use uuid::Uuid;

use crate::{
    common::{
        error::AppError,
        pagination::{PaginatedResponse, PaginationParams},
    },
    db::AlunoRepository,
    models::aluno::{Aluno, CreateAlunoPayload, UpdateAlunoPayload},
    services::auth::hash_password,
};

#[derive(Clone)]
pub struct AlunoService {
    repo: AlunoRepository,
}

impl AlunoService {
    pub fn new(repo: AlunoRepository) -> Self {
        Self { repo }
    }

    pub async fn create(
        &self,
        admin_id: Uuid,
        payload: &CreateAlunoPayload,
    ) -> Result<Aluno, AppError> {
        let hashed_password = hash_password(payload.password.clone()).await?;
        self.repo.insert(admin_id, payload, &hashed_password).await
    }

    pub async fn find_all(
        &self,
        admin_id: Uuid,
        params: &PaginationParams,
    ) -> Result<PaginatedResponse<Aluno>, AppError> {
        let (total, data) = self.repo.list(admin_id, params).await?;
        Ok(PaginatedResponse::new(total, params, data))
    }

    pub async fn find_one(&self, admin_id: Uuid, id: Uuid) -> Result<Aluno, AppError> {
        self.repo.find_by_id(admin_id, id).await
    }

    pub async fn update(
        &self,
        admin_id: Uuid,
        id: Uuid,
        payload: &UpdateAlunoPayload,
    ) -> Result<Aluno, AppError> {
        // Só re-hasheia se o PATCH realmente trouxe uma senha nova.
        let hashed_password = match &payload.password {
            Some(password) => Some(hash_password(password.clone()).await?),
            None => None,
        };

        self.repo
            .update(admin_id, id, payload, hashed_password.as_deref())
            .await
    }

    pub async fn remove(&self, admin_id: Uuid, id: Uuid) -> Result<Aluno, AppError> {
        self.repo.delete(admin_id, id).await
    }
}
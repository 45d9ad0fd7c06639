// Política de autorização do recurso de usuários, concentrada em um único
// ponto: (principal, alvo, ação) -> permitido ou não.

use uuid::Uuid;

use crate::{
    common::error::AppError,
    models::user::{Role, User},
};

#[derive(Debug, Clone, Copy, PartialEq, Eq)]
pub enum UserAction {
    Create,
    List,
    Read,
    // `changes_role` indica se o corpo do PATCH tenta mexer no papel.
    Update { changes_role: bool },
    Delete,
}

// Admin pode tudo, inclusive alterar `role`.
// Usuário comum só age sobre a própria conta e nunca altera `role`.
pub fn authorize(principal: &User, target: Option<Uuid>, action: UserAction) -> Result<(), AppError> {
    if principal.role == Role::Admin {
        return Ok(());
    }

    match action {
        UserAction::Create | UserAction::List => Err(AppError::Forbidden),
        UserAction::Read | UserAction::Delete => {
            if target == Some(principal.id) {
                Ok(())
            } else {
                Err(AppError::Forbidden)
            }
        }
        UserAction::Update { changes_role } => {
            if target != Some(principal.id) {
                return Err(AppError::Forbidden);
            }
            if changes_role {
                // Rejeita em vez de ignorar: escalada silenciosa nunca acontece.
                return Err(AppError::RoleChangeNotAllowed);
            }
            Ok(())
        }
    }
}

#[cfg(test)]
mod tests {
    use super::*;
    use chrono::Utc;

    fn user_with_role(role: Role) -> User {
        User {
            id: Uuid::new_v4(),
            email: "conta@escola.com".to_string(),
            name: "Conta".to_string(),
            password: "$2b$10$hash".to_string(),
            role,
            created_at: Utc::now(),
            updated_at: Utc::now(),
        }
    }

    #[test]
    fn admin_age_sobre_qualquer_conta() {
        let admin = user_with_role(Role::Admin);
        let outro = Uuid::new_v4();

        for action in [
            UserAction::Create,
            UserAction::List,
            UserAction::Read,
            UserAction::Update { changes_role: true },
            UserAction::Delete,
        ] {
            assert!(authorize(&admin, Some(outro), action).is_ok());
        }
    }

    #[test]
    fn usuario_so_le_e_apaga_a_propria_conta() {
        let user = user_with_role(Role::User);
        let outro = Uuid::new_v4();

        assert!(authorize(&user, Some(user.id), UserAction::Read).is_ok());
        assert!(authorize(&user, Some(user.id), UserAction::Delete).is_ok());

        assert!(matches!(
            authorize(&user, Some(outro), UserAction::Read),
            Err(AppError::Forbidden)
        ));
        assert!(matches!(
            authorize(&user, Some(outro), UserAction::Delete),
            Err(AppError::Forbidden)
        ));
    }

    #[test]
    fn usuario_nao_cria_nem_lista() {
        let user = user_with_role(Role::User);
        assert!(matches!(
            authorize(&user, None, UserAction::Create),
            Err(AppError::Forbidden)
        ));
        assert!(matches!(
            authorize(&user, None, UserAction::List),
            Err(AppError::Forbidden)
        ));
    }

    #[test]
    fn usuario_atualiza_a_propria_conta_sem_mudar_role() {
        let user = user_with_role(Role::User);

        assert!(authorize(&user, Some(user.id), UserAction::Update { changes_role: false }).is_ok());

        // Tentar escalar o próprio papel é rejeitado, nunca aplicado em silêncio.
        assert!(matches!(
            authorize(&user, Some(user.id), UserAction::Update { changes_role: true }),
            Err(AppError::RoleChangeNotAllowed)
        ));

        assert!(matches!(
            authorize(&user, Some(Uuid::new_v4()), UserAction::Update { changes_role: false }),
            Err(AppError::Forbidden)
        ));
    }
}
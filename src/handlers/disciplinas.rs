use axum::{
    Json,
    extract::{Path, Query, State},
    http::StatusCode,
    response::IntoResponse,
};
use uuid::Uuid;
use validator::Validate;

use crate::{
    common::{
        error::AppError,
        pagination::{PaginatedResponse, PaginationParams},
    },
    config::AppState,
    middleware::auth::AuthenticatedAdmin,
    models::disciplina::{CreateDisciplinaPayload, Disciplina, UpdateDisciplinaPayload},
};

// POST /api/disciplinas
#[utoipa::path(
    post,
    path = "/api/disciplinas",
    tag = "Disciplinas",
    request_body = CreateDisciplinaPayload,
    responses(
        (status = 201, description = "Disciplina criada", body = Disciplina),
        (status = 400, description = "Dados inválidos"),
        (status = 409, description = "Código já cadastrado")
    ),
    security(("api_jwt" = []))
)]
pub async fn create(
    State(app_state): State<AppState>,
    AuthenticatedAdmin(admin): AuthenticatedAdmin,
    Json(payload): Json<CreateDisciplinaPayload>,
) -> Result<impl IntoResponse, AppError> {
    payload.validate().map_err(AppError::ValidationError)?;

    let disciplina = app_state
        .disciplina_service
        .create(admin.id, &payload)
        .await?;

    Ok((StatusCode::CREATED, Json(disciplina)))
}

// GET /api/disciplinas
#[utoipa::path(
    get,
    path = "/api/disciplinas",
    tag = "Disciplinas",
    params(PaginationParams),
    responses(
        (status = 200, description = "Lista paginada de disciplinas", body = PaginatedResponse<Disciplina>)
    ),
    security(("api_jwt" = []))
)]
pub async fn find_all(
    State(app_state): State<AppState>,
    AuthenticatedAdmin(admin): AuthenticatedAdmin,
    Query(params): Query<PaginationParams>,
) -> Result<impl IntoResponse, AppError> {
    let page = app_state
        .disciplina_service
        .find_all(admin.id, &params)
        .await?;

    Ok((StatusCode::OK, Json(page)))
}

// GET /api/disciplinas/{id}
#[utoipa::path(
    get,
    path = "/api/disciplinas/{id}",
    tag = "Disciplinas",
    params(("id" = Uuid, Path, description = "ID da disciplina")),
    responses(
        (status = 200, description = "Disciplina encontrada", body = Disciplina),
        (status = 404, description = "Disciplina não encontrada")
    ),
    security(("api_jwt" = []))
)]
pub async fn find_one(
    State(app_state): State<AppState>,
    AuthenticatedAdmin(admin): AuthenticatedAdmin,
    Path(id): Path<Uuid>,
) -> Result<impl IntoResponse, AppError> {
    let disciplina = app_state.disciplina_service.find_one(admin.id, id).await?;

    Ok((StatusCode::OK, Json(disciplina)))
}

// PATCH /api/disciplinas/{id}
#[utoipa::path(
    patch,
    path = "/api/disciplinas/{id}",
    tag = "Disciplinas",
    params(("id" = Uuid, Path, description = "ID da disciplina")),
    request_body = UpdateDisciplinaPayload,
    responses(
        (status = 200, description = "Disciplina atualizada", body = Disciplina),
        (status = 404, description = "Disciplina não encontrada"),
        (status = 409, description = "Código já cadastrado")
    ),
    security(("api_jwt" = []))
)]
pub async fn update(
    State(app_state): State<AppState>,
    AuthenticatedAdmin(admin): AuthenticatedAdmin,
    Path(id): Path<Uuid>,
    Json(payload): Json<UpdateDisciplinaPayload>,
) -> Result<impl IntoResponse, AppError> {
    payload.validate().map_err(AppError::ValidationError)?;

    let disciplina = app_state
        .disciplina_service
        .update(admin.id, id, &payload)
        .await?;

    Ok((StatusCode::OK, Json(disciplina)))
}

// DELETE /api/disciplinas/{id}
#[utoipa::path(
    delete,
    path = "/api/disciplinas/{id}",
    tag = "Disciplinas",
    params(("id" = Uuid, Path, description = "ID da disciplina")),
    responses(
        (status = 200, description = "Disciplina removida", body = Disciplina),
        (status = 404, description = "Disciplina não encontrada")
    ),
    security(("api_jwt" = []))
)]
pub async fn remove(
    State(app_state): State<AppState>,
    AuthenticatedAdmin(admin): AuthenticatedAdmin,
    Path(id): Path<Uuid>,
) -> Result<impl IntoResponse, AppError> {
    let disciplina = app_state.disciplina_service.remove(admin.id, id).await?;

    Ok((StatusCode::OK, Json(disciplina)))
}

···

EXERCISE DESCRIPTION: Copy whichever lines in the listing above contain the word "return".

EXERCISE OUTPUT:
        return Ok(());
                return Err(AppError::Forbidden);
                return Err(AppError::RoleChangeNotAllowed);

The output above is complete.